* _THE DATA_:
#####
//! Hardcoded exchange rates for development and testing.

use async_trait::async_trait;
use conversion_types::{CurrencyCode, ExchangeRateProvider, ProviderError, RateQuote};

/// Defines the USD value of one unit of each supported currency.
///
/// # Syntax
/// ```ignore
/// define_fixed_rates! {
///     CODE => to_usd_rate,
/// }
/// ```
macro_rules! define_fixed_rates {
    ($($code:ident => $to_usd:expr),* $(,)?) => {
        fn base_to_usd_rate(code: &str) -> Option<f64> {
            match code {
                $(stringify!($code) => Some($to_usd),)*
                _ => None,
            }
        }

        /// Currency codes the fixed table can price.
        pub const SUPPORTED_CODES: &[&str] = &[$(stringify!($code)),*];
    };
}

// ─────────────────────────────────────────────────────────────────────────────
// CURRENCY DEFINITIONS - Add new currencies here!
// ─────────────────────────────────────────────────────────────────────────────

define_fixed_rates! {
    USD => 1.0,
    EUR => 1.087,
    GBP => 1.266,
    INR => 0.01203,
}

/// Provider answering from the hardcoded table above.
///
/// Rates are cross rates through USD: `from_usd / to_usd`.
#[derive(Debug, Clone, Copy, Default)]
pub struct FixedRateProvider;

impl FixedRateProvider {
    pub fn new() -> Self {
        Self
    }

    pub fn supported_codes(&self) -> &'static [&'static str] {
        SUPPORTED_CODES
    }

    fn rate(source: &CurrencyCode, target: &CurrencyCode) -> Option<f64> {
        if source == target {
            return Some(1.0);
        }
        let from = base_to_usd_rate(source.as_str())?;
        let to = base_to_usd_rate(target.as_str())?;
        Some(from / to)
    }
}

#[async_trait]
impl ExchangeRateProvider for FixedRateProvider {
    async fn fetch_rate(
        &self,
        source: &CurrencyCode,
        target: &CurrencyCode,
    ) -> Result<RateQuote, ProviderError> {
        let rate = Self::rate(source, target).ok_or_else(|| ProviderError::RateNotFound {
            source_currency: source.clone(),
            target: target.clone(),
        })?;
        Ok(RateQuote::unit(source.clone(), target.clone(), rate))
    }
}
#####
* _WHAT NEEDS TO BE DONE_: Lines that include the word "table" are to be extracted from the data above.

* _ANSWER BOX_:
        /// Currency codes the fixed table can price.
/// Provider answering from the hardcoded table above.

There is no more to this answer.